:: Records provided ::
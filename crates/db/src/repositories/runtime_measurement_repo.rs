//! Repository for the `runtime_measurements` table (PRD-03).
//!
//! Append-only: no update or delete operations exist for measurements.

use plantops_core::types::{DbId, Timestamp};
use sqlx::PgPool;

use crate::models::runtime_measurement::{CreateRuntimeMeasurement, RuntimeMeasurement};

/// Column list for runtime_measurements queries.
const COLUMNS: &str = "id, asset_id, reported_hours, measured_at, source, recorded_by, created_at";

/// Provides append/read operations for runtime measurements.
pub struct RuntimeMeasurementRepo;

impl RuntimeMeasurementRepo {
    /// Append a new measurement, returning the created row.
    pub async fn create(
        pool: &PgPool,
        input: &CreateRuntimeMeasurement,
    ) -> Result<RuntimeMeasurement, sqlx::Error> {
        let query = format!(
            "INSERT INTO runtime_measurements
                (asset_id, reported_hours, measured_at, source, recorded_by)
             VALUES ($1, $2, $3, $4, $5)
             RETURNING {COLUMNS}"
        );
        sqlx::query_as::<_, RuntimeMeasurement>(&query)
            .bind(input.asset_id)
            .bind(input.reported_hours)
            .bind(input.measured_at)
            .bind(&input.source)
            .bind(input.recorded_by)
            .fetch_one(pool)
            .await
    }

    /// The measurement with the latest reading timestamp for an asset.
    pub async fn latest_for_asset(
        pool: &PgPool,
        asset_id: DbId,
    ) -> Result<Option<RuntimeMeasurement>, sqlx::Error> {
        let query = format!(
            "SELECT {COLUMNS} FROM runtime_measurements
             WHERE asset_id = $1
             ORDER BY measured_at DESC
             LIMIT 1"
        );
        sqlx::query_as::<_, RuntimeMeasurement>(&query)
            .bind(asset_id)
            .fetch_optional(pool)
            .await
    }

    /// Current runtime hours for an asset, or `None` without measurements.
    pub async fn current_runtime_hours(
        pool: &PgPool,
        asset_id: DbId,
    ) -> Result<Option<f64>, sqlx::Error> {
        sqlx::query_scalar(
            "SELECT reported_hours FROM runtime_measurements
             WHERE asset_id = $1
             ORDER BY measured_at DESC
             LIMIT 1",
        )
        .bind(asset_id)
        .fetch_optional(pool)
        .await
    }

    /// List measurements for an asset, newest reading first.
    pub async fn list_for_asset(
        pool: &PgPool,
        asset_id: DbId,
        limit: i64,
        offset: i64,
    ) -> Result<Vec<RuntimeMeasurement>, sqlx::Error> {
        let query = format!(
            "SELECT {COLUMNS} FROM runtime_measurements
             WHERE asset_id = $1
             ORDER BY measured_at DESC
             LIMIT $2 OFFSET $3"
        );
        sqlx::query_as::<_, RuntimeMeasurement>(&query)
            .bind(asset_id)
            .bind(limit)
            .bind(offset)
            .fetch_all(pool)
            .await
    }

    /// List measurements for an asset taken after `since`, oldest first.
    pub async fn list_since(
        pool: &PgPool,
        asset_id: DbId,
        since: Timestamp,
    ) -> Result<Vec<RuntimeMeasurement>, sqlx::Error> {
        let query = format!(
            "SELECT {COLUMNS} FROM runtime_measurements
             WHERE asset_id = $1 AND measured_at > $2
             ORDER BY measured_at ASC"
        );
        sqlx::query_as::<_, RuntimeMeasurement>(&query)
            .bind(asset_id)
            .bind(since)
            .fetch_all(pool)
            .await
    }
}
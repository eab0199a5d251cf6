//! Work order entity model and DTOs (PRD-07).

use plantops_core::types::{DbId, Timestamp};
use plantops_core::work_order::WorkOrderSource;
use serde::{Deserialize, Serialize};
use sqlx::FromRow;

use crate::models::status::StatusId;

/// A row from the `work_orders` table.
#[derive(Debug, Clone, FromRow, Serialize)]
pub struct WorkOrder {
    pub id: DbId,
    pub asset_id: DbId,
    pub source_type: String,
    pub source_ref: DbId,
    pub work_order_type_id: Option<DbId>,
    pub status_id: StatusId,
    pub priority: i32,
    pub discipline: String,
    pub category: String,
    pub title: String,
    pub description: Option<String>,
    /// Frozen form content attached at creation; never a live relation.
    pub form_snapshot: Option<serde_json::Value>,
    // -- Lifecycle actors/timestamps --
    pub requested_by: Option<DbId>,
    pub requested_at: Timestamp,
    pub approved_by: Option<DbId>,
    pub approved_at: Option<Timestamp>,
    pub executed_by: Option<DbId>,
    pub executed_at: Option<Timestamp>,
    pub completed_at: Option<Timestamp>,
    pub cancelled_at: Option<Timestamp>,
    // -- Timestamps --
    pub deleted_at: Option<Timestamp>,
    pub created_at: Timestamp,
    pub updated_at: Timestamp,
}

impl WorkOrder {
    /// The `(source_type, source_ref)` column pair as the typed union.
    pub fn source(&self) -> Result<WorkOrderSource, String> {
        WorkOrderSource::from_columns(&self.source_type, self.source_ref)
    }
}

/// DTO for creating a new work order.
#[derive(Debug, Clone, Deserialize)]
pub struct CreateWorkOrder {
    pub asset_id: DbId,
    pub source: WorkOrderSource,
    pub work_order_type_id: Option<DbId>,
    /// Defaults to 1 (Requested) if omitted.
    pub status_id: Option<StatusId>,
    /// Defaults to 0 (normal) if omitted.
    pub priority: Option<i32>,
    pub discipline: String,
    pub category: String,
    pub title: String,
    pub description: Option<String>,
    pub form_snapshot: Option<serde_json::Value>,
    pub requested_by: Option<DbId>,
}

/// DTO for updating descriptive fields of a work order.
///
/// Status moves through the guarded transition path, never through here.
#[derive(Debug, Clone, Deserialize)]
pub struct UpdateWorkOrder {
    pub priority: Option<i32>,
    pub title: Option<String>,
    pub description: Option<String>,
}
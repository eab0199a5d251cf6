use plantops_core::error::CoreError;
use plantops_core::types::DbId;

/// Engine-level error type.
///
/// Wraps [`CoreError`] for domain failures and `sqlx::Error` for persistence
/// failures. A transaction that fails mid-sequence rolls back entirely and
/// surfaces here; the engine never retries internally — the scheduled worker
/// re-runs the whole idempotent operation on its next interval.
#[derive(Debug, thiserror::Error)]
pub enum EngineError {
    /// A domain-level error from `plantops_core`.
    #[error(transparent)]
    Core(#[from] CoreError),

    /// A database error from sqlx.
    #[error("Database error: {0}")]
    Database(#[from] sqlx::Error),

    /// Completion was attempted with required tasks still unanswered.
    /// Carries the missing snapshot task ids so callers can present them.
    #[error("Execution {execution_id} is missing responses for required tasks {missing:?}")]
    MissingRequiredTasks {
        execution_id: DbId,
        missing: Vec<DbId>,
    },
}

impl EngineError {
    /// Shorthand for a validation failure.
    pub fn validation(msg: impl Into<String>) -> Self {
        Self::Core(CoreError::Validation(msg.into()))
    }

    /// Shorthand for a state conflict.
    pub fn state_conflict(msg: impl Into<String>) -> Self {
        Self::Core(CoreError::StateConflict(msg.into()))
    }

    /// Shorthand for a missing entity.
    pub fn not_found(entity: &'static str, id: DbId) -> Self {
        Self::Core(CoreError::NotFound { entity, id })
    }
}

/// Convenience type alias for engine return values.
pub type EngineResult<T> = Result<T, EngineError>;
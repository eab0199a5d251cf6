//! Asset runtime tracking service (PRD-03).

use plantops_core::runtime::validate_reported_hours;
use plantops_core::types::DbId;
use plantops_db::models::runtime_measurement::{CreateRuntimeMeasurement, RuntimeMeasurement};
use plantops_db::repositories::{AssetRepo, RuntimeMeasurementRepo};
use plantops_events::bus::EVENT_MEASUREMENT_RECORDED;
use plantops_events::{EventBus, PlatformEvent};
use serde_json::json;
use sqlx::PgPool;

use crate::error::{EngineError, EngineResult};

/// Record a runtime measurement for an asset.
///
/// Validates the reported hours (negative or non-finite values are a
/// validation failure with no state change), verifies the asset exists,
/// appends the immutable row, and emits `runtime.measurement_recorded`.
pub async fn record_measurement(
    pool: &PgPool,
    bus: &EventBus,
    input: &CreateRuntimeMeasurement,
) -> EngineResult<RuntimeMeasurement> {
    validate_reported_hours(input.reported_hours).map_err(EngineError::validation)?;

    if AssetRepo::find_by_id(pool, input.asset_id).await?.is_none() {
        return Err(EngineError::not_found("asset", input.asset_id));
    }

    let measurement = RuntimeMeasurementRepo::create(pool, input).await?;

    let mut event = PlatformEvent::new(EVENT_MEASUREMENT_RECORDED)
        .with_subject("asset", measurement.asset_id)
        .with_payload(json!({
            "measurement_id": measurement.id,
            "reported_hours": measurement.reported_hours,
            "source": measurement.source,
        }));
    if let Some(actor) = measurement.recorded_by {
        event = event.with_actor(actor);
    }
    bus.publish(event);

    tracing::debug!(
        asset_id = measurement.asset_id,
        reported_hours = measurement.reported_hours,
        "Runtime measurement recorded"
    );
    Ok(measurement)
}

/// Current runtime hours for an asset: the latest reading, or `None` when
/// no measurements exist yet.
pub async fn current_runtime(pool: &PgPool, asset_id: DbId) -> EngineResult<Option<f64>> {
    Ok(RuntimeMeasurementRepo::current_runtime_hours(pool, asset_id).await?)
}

:: Goal of the exercise ::
The answer consists solely of the lines from the one containing "tracking service (PRD-03)." through the last line of the data above, reproduced exactly.

:: Response for this exercise ::
//! Asset runtime tracking service (PRD-03).

use plantops_core::runtime::validate_reported_hours;
use plantops_core::types::DbId;
use plantops_db::models::runtime_measurement::{CreateRuntimeMeasurement, RuntimeMeasurement};
use plantops_db::repositories::{AssetRepo, RuntimeMeasurementRepo};
use plantops_events::bus::EVENT_MEASUREMENT_RECORDED;
use plantops_events::{EventBus, PlatformEvent};
use serde_json::json;
use sqlx::PgPool;

use crate::error::{EngineError, EngineResult};

/// Record a runtime measurement for an asset.
///
/// Validates the reported hours (negative or non-finite values are a
/// validation failure with no state change), verifies the asset exists,
/// appends the immutable row, and emits `runtime.measurement_recorded`.
pub async fn record_measurement(
    pool: &PgPool,
    bus: &EventBus,
    input: &CreateRuntimeMeasurement,
) -> EngineResult<RuntimeMeasurement> {
    validate_reported_hours(input.reported_hours).map_err(EngineError::validation)?;

    if AssetRepo::find_by_id(pool, input.asset_id).await?.is_none() {
        return Err(EngineError::not_found("asset", input.asset_id));
    }

    let measurement = RuntimeMeasurementRepo::create(pool, input).await?;

    let mut event = PlatformEvent::new(EVENT_MEASUREMENT_RECORDED)
        .with_subject("asset", measurement.asset_id)
        .with_payload(json!({
            "measurement_id": measurement.id,
            "reported_hours": measurement.reported_hours,
            "source": measurement.source,
        }));
    if let Some(actor) = measurement.recorded_by {
        event = event.with_actor(actor);
    }
    bus.publish(event);

    tracing::debug!(
        asset_id = measurement.asset_id,
        reported_hours = measurement.reported_hours,
        "Runtime measurement recorded"
    );
    Ok(measurement)
}

/// Current runtime hours for an asset: the latest reading, or `None` when
/// no measurements exist yet.
pub async fn current_runtime(pool: &PgPool, asset_id: DbId) -> EngineResult<Option<f64>> {
    Ok(RuntimeMeasurementRepo::current_runtime_hours(pool, asset_id).await?)
}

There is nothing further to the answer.